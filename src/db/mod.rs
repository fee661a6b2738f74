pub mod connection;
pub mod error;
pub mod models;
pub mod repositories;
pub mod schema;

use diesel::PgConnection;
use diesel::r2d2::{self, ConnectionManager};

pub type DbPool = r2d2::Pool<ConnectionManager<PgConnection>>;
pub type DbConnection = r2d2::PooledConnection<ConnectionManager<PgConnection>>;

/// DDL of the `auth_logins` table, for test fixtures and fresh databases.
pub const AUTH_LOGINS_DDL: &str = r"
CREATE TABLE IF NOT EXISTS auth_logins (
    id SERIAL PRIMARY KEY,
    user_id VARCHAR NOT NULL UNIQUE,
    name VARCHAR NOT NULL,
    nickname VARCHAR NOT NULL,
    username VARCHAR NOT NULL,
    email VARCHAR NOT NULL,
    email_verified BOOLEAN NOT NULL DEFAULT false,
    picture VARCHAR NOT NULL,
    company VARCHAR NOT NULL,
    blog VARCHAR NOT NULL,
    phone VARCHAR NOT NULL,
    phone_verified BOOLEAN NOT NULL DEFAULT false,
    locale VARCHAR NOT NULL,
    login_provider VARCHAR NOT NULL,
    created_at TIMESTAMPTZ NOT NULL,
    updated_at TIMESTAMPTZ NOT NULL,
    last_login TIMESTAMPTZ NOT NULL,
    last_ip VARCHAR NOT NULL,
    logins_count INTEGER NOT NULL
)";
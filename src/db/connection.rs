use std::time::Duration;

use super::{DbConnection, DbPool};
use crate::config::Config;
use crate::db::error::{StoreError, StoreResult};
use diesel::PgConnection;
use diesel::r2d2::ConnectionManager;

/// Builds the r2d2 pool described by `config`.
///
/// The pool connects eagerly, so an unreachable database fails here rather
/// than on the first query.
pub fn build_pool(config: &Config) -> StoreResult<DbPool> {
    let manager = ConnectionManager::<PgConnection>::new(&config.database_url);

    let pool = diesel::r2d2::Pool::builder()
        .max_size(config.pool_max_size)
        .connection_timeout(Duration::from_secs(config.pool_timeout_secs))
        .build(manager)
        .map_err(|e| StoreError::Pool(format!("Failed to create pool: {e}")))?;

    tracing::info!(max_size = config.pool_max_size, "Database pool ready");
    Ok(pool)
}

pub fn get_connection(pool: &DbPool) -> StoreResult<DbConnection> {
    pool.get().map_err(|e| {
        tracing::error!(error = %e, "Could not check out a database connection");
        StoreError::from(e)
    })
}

▬▬▬

Task directions:
Transcribe every line of the data, exactly as it stands.

Problem solution:
filename src/db/mod.rs
repository fee661a6b2738f74
pub mod connection;
pub mod error;
pub mod models;
pub mod repositories;
pub mod schema;

use diesel::PgConnection;
use diesel::r2d2::{self, ConnectionManager};

pub type DbPool = r2d2::Pool<ConnectionManager<PgConnection>>;
pub type DbConnection = r2d2::PooledConnection<ConnectionManager<PgConnection>>;

/// DDL of the `auth_logins` table, for test fixtures and fresh databases.
pub const AUTH_LOGINS_DDL: &str = r"
CREATE TABLE IF NOT EXISTS auth_logins (
    id SERIAL PRIMARY KEY,
    user_id VARCHAR NOT NULL UNIQUE,
    name VARCHAR NOT NULL,
    nickname VARCHAR NOT NULL,
    username VARCHAR NOT NULL,
    email VARCHAR NOT NULL,
    email_verified BOOLEAN NOT NULL DEFAULT false,
    picture VARCHAR NOT NULL,
    company VARCHAR NOT NULL,
    blog VARCHAR NOT NULL,
    phone VARCHAR NOT NULL,
    phone_verified BOOLEAN NOT NULL DEFAULT false,
    locale VARCHAR NOT NULL,
    login_provider VARCHAR NOT NULL,
    created_at TIMESTAMPTZ NOT NULL,
    updated_at TIMESTAMPTZ NOT NULL,
    last_login TIMESTAMPTZ NOT NULL,
    last_ip VARCHAR NOT NULL,
    logins_count INTEGER NOT NULL
)";
filename src/db/connection.rs
use std::time::Duration;

use super::{DbConnection, DbPool};
use crate::config::Config;
use crate::db::error::{StoreError, StoreResult};
use diesel::PgConnection;
use diesel::r2d2::ConnectionManager;

/// Builds the r2d2 pool described by `config`.
///
/// The pool connects eagerly, so an unreachable database fails here rather
/// than on the first query.
pub fn build_pool(config: &Config) -> StoreResult<DbPool> {
    let manager = ConnectionManager::<PgConnection>::new(&config.database_url);

    let pool = diesel::r2d2::Pool::builder()
        .max_size(config.pool_max_size)
        .connection_timeout(Duration::from_secs(config.pool_timeout_secs))
        .build(manager)
        .map_err(|e| StoreError::Pool(format!("Failed to create pool: {e}")))?;

    tracing::info!(max_size = config.pool_max_size, "Database pool ready");
    Ok(pool)
}

pub fn get_connection(pool: &DbPool) -> StoreResult<DbConnection> {
    pool.get().map_err(|e| {
        tracing::error!(error = %e, "Could not check out a database connection");
        StoreError::from(e)
    })
}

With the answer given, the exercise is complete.